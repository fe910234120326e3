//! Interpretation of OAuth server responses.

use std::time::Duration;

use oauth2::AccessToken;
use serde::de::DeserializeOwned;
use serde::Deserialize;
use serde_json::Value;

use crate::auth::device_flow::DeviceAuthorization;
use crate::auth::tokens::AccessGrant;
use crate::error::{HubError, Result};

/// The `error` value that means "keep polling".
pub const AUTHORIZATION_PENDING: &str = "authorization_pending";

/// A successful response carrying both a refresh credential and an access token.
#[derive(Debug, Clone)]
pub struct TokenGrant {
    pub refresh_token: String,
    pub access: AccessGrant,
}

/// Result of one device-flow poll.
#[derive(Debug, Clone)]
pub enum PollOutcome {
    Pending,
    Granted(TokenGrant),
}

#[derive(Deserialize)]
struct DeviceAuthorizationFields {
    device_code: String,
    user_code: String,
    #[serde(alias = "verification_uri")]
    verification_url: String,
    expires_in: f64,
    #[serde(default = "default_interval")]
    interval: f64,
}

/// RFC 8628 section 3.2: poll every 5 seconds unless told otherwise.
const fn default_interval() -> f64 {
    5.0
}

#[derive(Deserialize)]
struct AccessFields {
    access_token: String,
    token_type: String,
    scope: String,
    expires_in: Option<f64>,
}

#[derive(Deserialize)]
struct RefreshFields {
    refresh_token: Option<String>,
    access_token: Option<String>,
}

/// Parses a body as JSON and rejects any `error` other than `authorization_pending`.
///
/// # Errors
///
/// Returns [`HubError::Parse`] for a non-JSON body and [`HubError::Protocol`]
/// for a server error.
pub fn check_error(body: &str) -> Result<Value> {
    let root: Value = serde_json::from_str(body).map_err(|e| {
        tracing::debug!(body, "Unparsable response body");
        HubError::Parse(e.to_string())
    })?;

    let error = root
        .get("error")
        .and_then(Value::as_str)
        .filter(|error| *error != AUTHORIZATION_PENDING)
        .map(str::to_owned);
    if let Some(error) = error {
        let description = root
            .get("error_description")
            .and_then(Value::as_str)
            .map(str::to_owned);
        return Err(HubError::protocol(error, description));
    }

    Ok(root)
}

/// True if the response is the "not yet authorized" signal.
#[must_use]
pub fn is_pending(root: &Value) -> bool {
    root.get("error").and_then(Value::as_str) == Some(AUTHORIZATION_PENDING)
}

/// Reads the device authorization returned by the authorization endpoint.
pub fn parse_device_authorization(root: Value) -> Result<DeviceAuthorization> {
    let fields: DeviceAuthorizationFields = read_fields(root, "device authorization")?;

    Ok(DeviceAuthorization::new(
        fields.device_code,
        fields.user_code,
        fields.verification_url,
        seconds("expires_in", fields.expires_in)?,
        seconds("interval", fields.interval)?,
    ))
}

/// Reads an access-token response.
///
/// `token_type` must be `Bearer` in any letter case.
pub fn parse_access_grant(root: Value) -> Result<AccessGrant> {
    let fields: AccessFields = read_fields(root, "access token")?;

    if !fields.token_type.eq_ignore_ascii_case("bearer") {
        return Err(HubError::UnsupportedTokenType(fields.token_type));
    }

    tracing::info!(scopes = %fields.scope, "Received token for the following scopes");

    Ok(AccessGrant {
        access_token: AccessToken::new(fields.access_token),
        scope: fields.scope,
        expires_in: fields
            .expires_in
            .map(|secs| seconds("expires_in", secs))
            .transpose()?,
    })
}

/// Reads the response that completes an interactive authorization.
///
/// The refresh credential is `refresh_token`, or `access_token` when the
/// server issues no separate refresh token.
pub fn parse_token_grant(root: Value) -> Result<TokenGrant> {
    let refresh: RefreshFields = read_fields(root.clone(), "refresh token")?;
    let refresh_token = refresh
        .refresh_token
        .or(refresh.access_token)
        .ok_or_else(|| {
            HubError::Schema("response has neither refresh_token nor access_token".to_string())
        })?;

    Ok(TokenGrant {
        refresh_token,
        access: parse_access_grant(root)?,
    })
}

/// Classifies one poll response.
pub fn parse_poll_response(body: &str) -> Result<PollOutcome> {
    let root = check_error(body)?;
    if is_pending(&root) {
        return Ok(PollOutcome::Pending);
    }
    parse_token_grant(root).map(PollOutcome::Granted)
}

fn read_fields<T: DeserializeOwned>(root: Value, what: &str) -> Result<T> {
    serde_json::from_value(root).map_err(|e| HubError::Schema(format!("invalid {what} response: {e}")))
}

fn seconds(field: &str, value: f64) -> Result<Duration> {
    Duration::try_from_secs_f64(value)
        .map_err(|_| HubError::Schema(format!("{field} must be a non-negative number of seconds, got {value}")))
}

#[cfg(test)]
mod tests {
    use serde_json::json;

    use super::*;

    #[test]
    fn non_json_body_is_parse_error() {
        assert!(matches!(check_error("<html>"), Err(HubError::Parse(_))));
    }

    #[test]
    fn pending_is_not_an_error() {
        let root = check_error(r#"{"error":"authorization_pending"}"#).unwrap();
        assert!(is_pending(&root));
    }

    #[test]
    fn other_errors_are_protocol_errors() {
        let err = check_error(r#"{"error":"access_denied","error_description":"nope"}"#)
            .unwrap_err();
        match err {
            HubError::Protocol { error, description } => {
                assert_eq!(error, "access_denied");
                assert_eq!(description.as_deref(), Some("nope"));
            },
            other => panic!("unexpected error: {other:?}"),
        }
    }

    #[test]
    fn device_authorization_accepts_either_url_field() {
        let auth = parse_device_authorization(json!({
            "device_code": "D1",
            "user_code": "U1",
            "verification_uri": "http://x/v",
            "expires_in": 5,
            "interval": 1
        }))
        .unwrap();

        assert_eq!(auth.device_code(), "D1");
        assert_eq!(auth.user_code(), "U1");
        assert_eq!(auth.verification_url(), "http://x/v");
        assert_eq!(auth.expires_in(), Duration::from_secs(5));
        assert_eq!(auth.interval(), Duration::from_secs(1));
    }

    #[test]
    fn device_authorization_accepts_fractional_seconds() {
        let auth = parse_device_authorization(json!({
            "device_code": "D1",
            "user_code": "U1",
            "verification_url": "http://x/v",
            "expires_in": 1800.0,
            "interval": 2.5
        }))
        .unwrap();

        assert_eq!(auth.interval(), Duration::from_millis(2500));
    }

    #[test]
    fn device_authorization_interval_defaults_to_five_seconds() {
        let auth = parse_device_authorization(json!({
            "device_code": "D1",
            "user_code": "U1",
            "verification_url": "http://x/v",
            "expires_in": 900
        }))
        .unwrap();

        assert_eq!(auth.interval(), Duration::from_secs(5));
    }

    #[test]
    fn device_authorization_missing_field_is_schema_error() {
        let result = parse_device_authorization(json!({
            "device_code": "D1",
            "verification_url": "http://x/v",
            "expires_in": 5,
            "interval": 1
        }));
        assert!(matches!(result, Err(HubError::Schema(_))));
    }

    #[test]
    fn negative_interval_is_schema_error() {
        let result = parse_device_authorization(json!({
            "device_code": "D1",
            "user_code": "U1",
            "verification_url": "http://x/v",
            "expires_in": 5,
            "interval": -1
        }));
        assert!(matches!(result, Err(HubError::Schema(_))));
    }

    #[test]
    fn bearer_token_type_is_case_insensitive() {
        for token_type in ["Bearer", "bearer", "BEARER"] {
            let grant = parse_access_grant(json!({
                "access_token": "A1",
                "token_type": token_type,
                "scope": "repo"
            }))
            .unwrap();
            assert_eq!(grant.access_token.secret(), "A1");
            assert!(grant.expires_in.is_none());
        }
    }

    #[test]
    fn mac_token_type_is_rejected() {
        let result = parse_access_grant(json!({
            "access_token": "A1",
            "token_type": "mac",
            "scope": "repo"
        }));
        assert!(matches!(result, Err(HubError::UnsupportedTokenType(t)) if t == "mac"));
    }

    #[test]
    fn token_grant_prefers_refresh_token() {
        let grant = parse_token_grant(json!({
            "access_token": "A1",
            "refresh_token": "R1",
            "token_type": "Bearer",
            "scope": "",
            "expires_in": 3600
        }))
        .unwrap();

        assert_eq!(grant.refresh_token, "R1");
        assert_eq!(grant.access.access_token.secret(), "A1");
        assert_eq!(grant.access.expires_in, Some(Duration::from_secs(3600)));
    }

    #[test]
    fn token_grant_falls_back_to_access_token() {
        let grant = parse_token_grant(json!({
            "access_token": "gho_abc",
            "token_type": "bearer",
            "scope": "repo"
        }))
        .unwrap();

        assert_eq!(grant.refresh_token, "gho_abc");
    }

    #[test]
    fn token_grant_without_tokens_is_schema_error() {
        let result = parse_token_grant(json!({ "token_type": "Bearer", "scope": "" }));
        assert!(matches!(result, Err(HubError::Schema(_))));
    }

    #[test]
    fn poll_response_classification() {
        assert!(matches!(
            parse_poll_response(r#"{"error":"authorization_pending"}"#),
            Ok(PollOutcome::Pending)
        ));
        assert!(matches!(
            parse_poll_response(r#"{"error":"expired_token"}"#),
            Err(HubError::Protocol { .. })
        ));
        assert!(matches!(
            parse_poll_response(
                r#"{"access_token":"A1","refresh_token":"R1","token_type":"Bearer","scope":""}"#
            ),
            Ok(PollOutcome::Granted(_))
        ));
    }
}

...

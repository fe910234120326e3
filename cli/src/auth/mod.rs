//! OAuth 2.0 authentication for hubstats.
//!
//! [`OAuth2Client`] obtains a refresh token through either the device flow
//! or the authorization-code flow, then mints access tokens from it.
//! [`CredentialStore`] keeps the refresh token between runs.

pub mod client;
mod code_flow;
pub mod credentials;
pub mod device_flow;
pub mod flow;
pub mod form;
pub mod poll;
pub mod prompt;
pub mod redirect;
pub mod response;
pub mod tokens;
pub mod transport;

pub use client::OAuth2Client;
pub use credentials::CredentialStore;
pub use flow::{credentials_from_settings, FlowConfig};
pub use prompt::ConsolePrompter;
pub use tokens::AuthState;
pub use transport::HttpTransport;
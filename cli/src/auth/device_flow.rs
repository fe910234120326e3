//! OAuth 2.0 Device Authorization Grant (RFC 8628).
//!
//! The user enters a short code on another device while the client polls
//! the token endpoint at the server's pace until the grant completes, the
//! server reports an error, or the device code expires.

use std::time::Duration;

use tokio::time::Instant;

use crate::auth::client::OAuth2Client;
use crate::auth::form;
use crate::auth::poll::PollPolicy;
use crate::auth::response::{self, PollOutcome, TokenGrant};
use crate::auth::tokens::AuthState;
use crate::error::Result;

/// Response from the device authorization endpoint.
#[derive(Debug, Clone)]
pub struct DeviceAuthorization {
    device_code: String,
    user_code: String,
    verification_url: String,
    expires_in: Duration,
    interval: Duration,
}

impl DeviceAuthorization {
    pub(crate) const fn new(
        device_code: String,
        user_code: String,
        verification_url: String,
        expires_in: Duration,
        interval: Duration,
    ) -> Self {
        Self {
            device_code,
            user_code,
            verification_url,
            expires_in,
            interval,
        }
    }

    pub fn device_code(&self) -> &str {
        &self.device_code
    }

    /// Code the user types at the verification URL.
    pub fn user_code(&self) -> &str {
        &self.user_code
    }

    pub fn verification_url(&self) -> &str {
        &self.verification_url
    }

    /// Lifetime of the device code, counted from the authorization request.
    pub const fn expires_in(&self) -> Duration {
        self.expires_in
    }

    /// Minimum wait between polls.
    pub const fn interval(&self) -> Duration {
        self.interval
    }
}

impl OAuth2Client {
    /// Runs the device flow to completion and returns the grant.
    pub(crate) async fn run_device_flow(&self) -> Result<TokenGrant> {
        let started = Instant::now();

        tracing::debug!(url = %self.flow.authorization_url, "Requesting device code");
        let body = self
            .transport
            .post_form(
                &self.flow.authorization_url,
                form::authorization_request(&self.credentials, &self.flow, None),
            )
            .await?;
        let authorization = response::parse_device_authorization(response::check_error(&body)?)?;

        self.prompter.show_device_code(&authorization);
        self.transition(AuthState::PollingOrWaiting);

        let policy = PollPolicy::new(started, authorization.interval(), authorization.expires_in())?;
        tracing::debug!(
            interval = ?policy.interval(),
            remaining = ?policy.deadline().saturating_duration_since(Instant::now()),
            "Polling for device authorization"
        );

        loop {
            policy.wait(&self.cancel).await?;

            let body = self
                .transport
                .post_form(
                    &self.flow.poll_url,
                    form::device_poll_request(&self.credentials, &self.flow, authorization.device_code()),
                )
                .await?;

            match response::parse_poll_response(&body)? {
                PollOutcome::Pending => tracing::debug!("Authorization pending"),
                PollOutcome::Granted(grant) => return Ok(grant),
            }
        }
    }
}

## [Assigned task]
Retype, in the same exact form, the lines of the material above from the line holding "device authorization endpoint." through the line holding "returns the grant.".

## [Reply to the task]
/// Response from the device authorization endpoint.
#[derive(Debug, Clone)]
pub struct DeviceAuthorization {
    device_code: String,
    user_code: String,
    verification_url: String,
    expires_in: Duration,
    interval: Duration,
}

impl DeviceAuthorization {
    pub(crate) const fn new(
        device_code: String,
        user_code: String,
        verification_url: String,
        expires_in: Duration,
        interval: Duration,
    ) -> Self {
        Self {
            device_code,
            user_code,
            verification_url,
            expires_in,
            interval,
        }
    }

    pub fn device_code(&self) -> &str {
        &self.device_code
    }

    /// Code the user types at the verification URL.
    pub fn user_code(&self) -> &str {
        &self.user_code
    }

    pub fn verification_url(&self) -> &str {
        &self.verification_url
    }

    /// Lifetime of the device code, counted from the authorization request.
    pub const fn expires_in(&self) -> Duration {
        self.expires_in
    }

    /// Minimum wait between polls.
    pub const fn interval(&self) -> Duration {
        self.interval
    }
}

impl OAuth2Client {
    /// Runs the device flow to completion and returns the grant.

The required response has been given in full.